- WHAT THE TASK REQUIRES -
A complete copy of the entries, exactly as written, is the expected result.

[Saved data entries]
Content starts

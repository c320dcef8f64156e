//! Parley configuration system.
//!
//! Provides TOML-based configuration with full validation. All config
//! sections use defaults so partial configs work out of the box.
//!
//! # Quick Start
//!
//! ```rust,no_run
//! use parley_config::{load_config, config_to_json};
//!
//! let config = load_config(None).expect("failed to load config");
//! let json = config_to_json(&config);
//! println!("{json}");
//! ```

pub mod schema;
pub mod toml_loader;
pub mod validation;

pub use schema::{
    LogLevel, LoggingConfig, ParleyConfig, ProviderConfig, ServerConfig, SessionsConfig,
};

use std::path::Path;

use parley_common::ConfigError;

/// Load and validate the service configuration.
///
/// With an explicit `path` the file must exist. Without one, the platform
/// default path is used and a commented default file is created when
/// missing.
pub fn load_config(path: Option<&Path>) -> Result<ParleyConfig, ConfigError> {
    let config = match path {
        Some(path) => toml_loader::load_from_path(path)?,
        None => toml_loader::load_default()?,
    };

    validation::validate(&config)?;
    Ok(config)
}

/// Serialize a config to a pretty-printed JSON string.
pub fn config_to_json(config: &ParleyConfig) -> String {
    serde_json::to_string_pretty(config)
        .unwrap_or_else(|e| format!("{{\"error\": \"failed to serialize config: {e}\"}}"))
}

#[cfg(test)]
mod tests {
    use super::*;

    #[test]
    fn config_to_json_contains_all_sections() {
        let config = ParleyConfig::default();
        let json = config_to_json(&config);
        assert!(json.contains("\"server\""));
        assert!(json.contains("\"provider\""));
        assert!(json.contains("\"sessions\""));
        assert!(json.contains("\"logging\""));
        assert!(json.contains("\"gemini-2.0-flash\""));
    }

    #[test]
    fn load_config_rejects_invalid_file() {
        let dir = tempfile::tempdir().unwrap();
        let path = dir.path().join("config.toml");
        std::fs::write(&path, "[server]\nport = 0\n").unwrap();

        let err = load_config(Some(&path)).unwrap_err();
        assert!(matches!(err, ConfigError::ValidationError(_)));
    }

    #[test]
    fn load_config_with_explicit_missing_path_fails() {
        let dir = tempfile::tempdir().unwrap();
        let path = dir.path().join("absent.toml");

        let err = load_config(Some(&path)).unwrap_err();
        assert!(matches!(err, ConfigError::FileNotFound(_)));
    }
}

Content ends

- REPLY TO THE EXERCISE -
repository c320dcef8f64156e
//! Parley configuration system.
//!
//! Provides TOML-based configuration with full validation. All config
//! sections use defaults so partial configs work out of the box.
//!
//! # Quick Start
//!
//! ```rust,no_run
//! use parley_config::{load_config, config_to_json};
//!
//! let config = load_config(None).expect("failed to load config");
//! let json = config_to_json(&config);
//! println!("{json}");
//! ```

pub mod schema;
pub mod toml_loader;
pub mod validation;

pub use schema::{
    LogLevel, LoggingConfig, ParleyConfig, ProviderConfig, ServerConfig, SessionsConfig,
};

use std::path::Path;

use parley_common::ConfigError;

/// Load and validate the service configuration.
///
/// With an explicit `path` the file must exist. Without one, the platform
/// default path is used and a commented default file is created when
/// missing.
pub fn load_config(path: Option<&Path>) -> Result<ParleyConfig, ConfigError> {
    let config = match path {
        Some(path) => toml_loader::load_from_path(path)?,
        None => toml_loader::load_default()?,
    };

    validation::validate(&config)?;
    Ok(config)
}

/// Serialize a config to a pretty-printed JSON string.
pub fn config_to_json(config: &ParleyConfig) -> String {
    serde_json::to_string_pretty(config)
        .unwrap_or_else(|e| format!("{{\"error\": \"failed to serialize config: {e}\"}}"))
}

#[cfg(test)]
mod tests {
    use super::*;

    #[test]
    fn config_to_json_contains_all_sections() {
        let config = ParleyConfig::default();
        let json = config_to_json(&config);
        assert!(json.contains("\"server\""));
        assert!(json.contains("\"provider\""));
        assert!(json.contains("\"sessions\""));
        assert!(json.contains("\"logging\""));
        assert!(json.contains("\"gemini-2.0-flash\""));
    }

    #[test]
    fn load_config_rejects_invalid_file() {
        let dir = tempfile::tempdir().unwrap();
        let path = dir.path().join("config.toml");
        std::fs::write(&path, "[server]\nport = 0\n").unwrap();

        let err = load_config(Some(&path)).unwrap_err();
        assert!(matches!(err, ConfigError::ValidationError(_)));
    }

    #[test]
    fn load_config_with_explicit_missing_path_fails() {
        let dir = tempfile::tempdir().unwrap();
        let path = dir.path().join("absent.toml");

        let err = load_config(Some(&path)).unwrap_err();
        assert!(matches!(err, ConfigError::FileNotFound(_)));
    }
}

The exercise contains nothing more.